On this night in an intimate, artfully baffled room, Trio X was ripe with expressivity. The tunes that they played were buried in a thicket of abstractions. The beauty of the music was made evident through each series of abstractions that built up to the identifiable melody of which you could hear snippets along the way. The build-up overtook a span of musical time; the build-up was a search for pattern, an unfolding of premise, an array of confident vagaries.
Dominic displayed a range of pizzicato movements, from two note repeated modes, to virtuosic one note finishes, to fanning the strings, to rapidly fingering them in a middle range of pitch. When he did pick up the bow, it was for the purpose of unraveling the layers of arched arpeggiations that Joe so assuredly laid out. The glissandos Dominic played fashioned a support for a continuous deeply penetrating tenor line. Dominic was glued into the musical instances that passed.
For the most part, Jay constantly was moving. He toured his drums either with sticks or mallets. His choice of timing to move the center of his playing from the drums to the cymbals and back again demonstrated his resolute intention. A ringing often rose from either a cymbal or a hidden bell. So did come forth abrupt crackling of the snare. His marvelous acuity to pound out a rhythm on the bass drum packed the trio into a place where synchronicity or harmonies could have become the order of the moment and often did.
Joe would blow mellifluous blues and immediately juxtapose those beautifully strung together tunes with acerbic versions of them, a practice that speaks of his periodic propensity for never staying in one place for a long period of time. Of course, you would long for the repeated choruses he played. You would also long for the breathing that let him hold the notes that would penetrate your very being and which eventually could become only air. His complete marriage to how the music was radiating took Joe to leaning way back as he blew the sax. He moved toward the bass to close the space midst all three players to prolong the groove for as long as the group could carry it. He sang through his sax; he would charge through tremolo after tremolo, arpeggio after arpeggio. He used the tenor as a percussive instrument at one point, only moving the valve arms in a tapping sound somewhat like the creatures of the night were sharpening the depth of darkness.

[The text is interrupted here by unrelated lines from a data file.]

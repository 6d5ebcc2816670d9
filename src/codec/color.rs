//! Hex colour helpers.

/// Parse `#rrggbb` or `#rgb` (leading `#` optional) into channels.
pub fn hex_to_rgb(hex: &str) -> Option<[u8; 3]> {
    let digits = hex.trim().trim_start_matches('#');
    if !digits.chars().all(|c| c.is_ascii_hexdigit()) {
        return None;
    }

    match digits.len() {
        6 => {
            let channel = |i: usize| u8::from_str_radix(&digits[i..i + 2], 16).ok();
            Some([channel(0)?, channel(2)?, channel(4)?])
        }
        3 => {
            // #abc expands to #aabbcc
            let channel = |i: usize| u8::from_str_radix(&digits[i..i + 1], 16).ok().map(|v| v * 17);
            Some([channel(0)?, channel(1)?, channel(2)?])
        }
        _ => None,
    }
}

/// Lowercase `#rrggbb`
pub fn rgb_to_hex([r, g, b]: [u8; 3]) -> String {
    format!("#{:02x}{:02x}{:02x}", r, g, b)
}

Somewhere in one of the two sets, which shared My Funny Valentine, Amazing Grace, and Blue Monk among other pieces, Joe was standing in the middle of the performance area. He held two different notes, one after the other, on his soprano sax like he has never done before in my experience of his performing. The bell of the horn went up in the air. Joe bent his knees. Gravity escaped the sonorous atmosphere. It was an exhilarating several minutes. It was the pinnacle of the entire night.
So this trio, this Trio X possesses a greatness that has congealed throughout its brief history. There is no going back. The trio’s motto might be the words which Dominic has once written: Music originates in the soul and the mind of those who wish to share their feelings and thoughts with people they have never met.
You know, I am glad that I have met all three members of the trio, because the music means that much more. There is no going back.